> [EXERCISE REQUIREMENTS]
In the entries below, every line that contains "PortalClientConfig" must be located and copied.

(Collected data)
- - - - -
//! Configuration management for the nsguard CLI
//!
//! Values are layered: `conf/nsguard.yml` (optional), then `NSGUARD_*`
//! environment variables, then command line flags.

use clap::{Args, Parser, Subcommand};
use config::{Config, ConfigError, Environment, File};
use nsguard_client::PortalClientConfig;
use nsguard_common::{DEFAULT_EVENT_CAPACITY, DEFAULT_RELOAD_DELAY_MS, Env};
use nsguard_core::GuardConfig;

use crate::logging::LoggingConfig;

pub const DEFAULT_CONFIG_FILE: &str = "conf/nsguard.yml";

pub const PORTAL_ADDRS: &str = "portal.addrs";
pub const PORTAL_TOKEN: &str = "portal.token";
pub const PORTAL_CONTEXT_PATH: &str = "portal.context_path";
pub const PORTAL_CONNECT_TIMEOUT_MS: &str = "portal.connect_timeout_ms";
pub const PORTAL_READ_TIMEOUT_MS: &str = "portal.read_timeout_ms";
pub const GUARD_RELOAD_DELAY_MS: &str = "guard.reload_delay_ms";
pub const GUARD_EVENT_CAPACITY: &str = "guard.event_capacity";
pub const LOG_LEVEL: &str = "log.level";
pub const LOG_DIR: &str = "log.dir";
pub const LOG_CONSOLE: &str = "log.console";
pub const LOG_FILE: &str = "log.file";

/// Command line arguments
#[derive(Debug, Parser)]
#[command(name = "nsguard", version, about = "Guarded deletion of configuration namespaces")]
pub struct Cli {
    /// Configuration file
    #[arg(short = 'c', long = "config", default_value = DEFAULT_CONFIG_FILE)]
    pub config: String,
    /// Portal addresses, comma separated
    #[arg(long = "portal")]
    pub portal: Option<String>,
    /// Portal access token
    #[arg(long = "token", env = "NSGUARD_PORTAL_TOKEN", hide_env_values = true)]
    pub token: Option<String>,
    #[arg(long = "log-level")]
    pub log_level: Option<String>,
    #[command(subcommand)]
    pub command: Command,
}

#[derive(Debug, Subcommand)]
pub enum Command {
    /// Check and delete a namespace
    Delete(DeleteArgs),
}

#[derive(Debug, Clone, Args)]
pub struct DeleteArgs {
    #[arg(short = 'a', long = "app")]
    pub app: String,
    /// Environment: LOCAL, DEV, FAT (FWS), UAT, LPT, PRO (PROD) or TOOLS
    #[arg(short = 'e', long = "env")]
    pub env: Env,
    #[arg(long = "cluster", default_value = "default")]
    pub cluster: String,
    #[arg(short = 'n', long = "namespace")]
    pub namespace: String,
    /// Answer yes to every question
    #[arg(short = 'y', long = "yes")]
    pub yes: bool,
}

/// Application configuration loaded from the config file and environment
#[derive(Clone, Debug, Default)]
pub struct Configuration {
    pub config: Config,
}

impl Configuration {
    pub fn new(cli: &Cli) -> Result<Self, ConfigError> {
        let mut builder = Config::builder()
            .add_source(File::with_name(&cli.config).required(false))
            .add_source(
                Environment::with_prefix("nsguard")
                    .prefix_separator("_")
                    .separator("__")
                    .try_parsing(true),
            );

        if let Some(v) = &cli.portal {
            builder = builder.set_override(PORTAL_ADDRS, v.as_str())?;
        }
        if let Some(v) = &cli.token {
            builder = builder.set_override(PORTAL_TOKEN, v.as_str())?;
        }
        if let Some(v) = &cli.log_level {
            builder = builder.set_override(LOG_LEVEL, v.as_str())?;
        }

        Ok(Configuration {
            config: builder.build()?,
        })
    }

    // ========================================================================
    // Portal Configuration
    // ========================================================================

    /// Portal addresses, given either as a list or a comma separated string
    pub fn portal_addrs(&self) -> Vec<String> {
        if let Ok(addrs) = self.config.get::<Vec<String>>(PORTAL_ADDRS) {
            return addrs;
        }
        match self.config.get_string(PORTAL_ADDRS) {
            Ok(addrs) => addrs
                .split(',')
                .map(str::trim)
                .filter(|s| !s.is_empty())
                .map(str::to_string)
                .collect(),
            Err(_) => PortalClientConfig::default().server_addrs,
        }
    }

    pub fn portal_token(&self) -> Option<String> {
        self.config
            .get_string(PORTAL_TOKEN)
            .ok()
            .filter(|t| !t.is_empty())
    }

    pub fn portal_client_config(&self) -> PortalClientConfig {
        let defaults = PortalClientConfig::default();
        PortalClientConfig {
            server_addrs: self.portal_addrs(),
            access_token: self.portal_token(),
            connect_timeout_ms: self
                .unsigned(PORTAL_CONNECT_TIMEOUT_MS)
                .unwrap_or(defaults.connect_timeout_ms),
            read_timeout_ms: self
                .unsigned(PORTAL_READ_TIMEOUT_MS)
                .unwrap_or(defaults.read_timeout_ms),
            context_path: self
                .config
                .get_string(PORTAL_CONTEXT_PATH)
                .unwrap_or(defaults.context_path),
        }
    }

    // ========================================================================
    // Guard Configuration
    // ========================================================================

    pub fn guard_config(&self) -> GuardConfig {
        GuardConfig::default()
            .with_reload_delay(
                self.unsigned(GUARD_RELOAD_DELAY_MS)
                    .unwrap_or(DEFAULT_RELOAD_DELAY_MS),
            )
            .with_event_capacity(
                self.unsigned(GUARD_EVENT_CAPACITY)
                    .and_then(|v| usize::try_from(v).ok())
                    .unwrap_or(DEFAULT_EVENT_CAPACITY)
                    .max(1),
            )
    }

    /// Read a non-negative integer; negative or malformed values are ignored
    fn unsigned(&self, key: &str) -> Option<u64> {
        match self.config.get_int(key) {
            Ok(v) => match u64::try_from(v) {
                Ok(v) => Some(v),
                Err(_) => {
                    tracing::warn!(key, value = v, "Ignoring negative configuration value");
                    None
                }
            },
            Err(_) => None,
        }
    }

    // ========================================================================
    // Logging Configuration
    // ========================================================================

    pub fn logging_config(&self) -> LoggingConfig {
        let defaults = LoggingConfig::from_env();
        LoggingConfig::from_config(
            self.config.get_string(LOG_DIR).ok(),
            self.config
                .get_bool(LOG_CONSOLE)
                .unwrap_or(defaults.console_output),
            self.config.get_bool(LOG_FILE).unwrap_or(defaults.file_logging),
            self.config
                .get_string(LOG_LEVEL)
                .unwrap_or_else(|_| defaults.level.to_string()),
        )
    }
}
- - - - -
> [EXERCISE OUTPUT]
use nsguard_client::PortalClientConfig;
            Err(_) => PortalClientConfig::default().server_addrs,
    pub fn portal_client_config(&self) -> PortalClientConfig {
        let defaults = PortalClientConfig::default();
        PortalClientConfig {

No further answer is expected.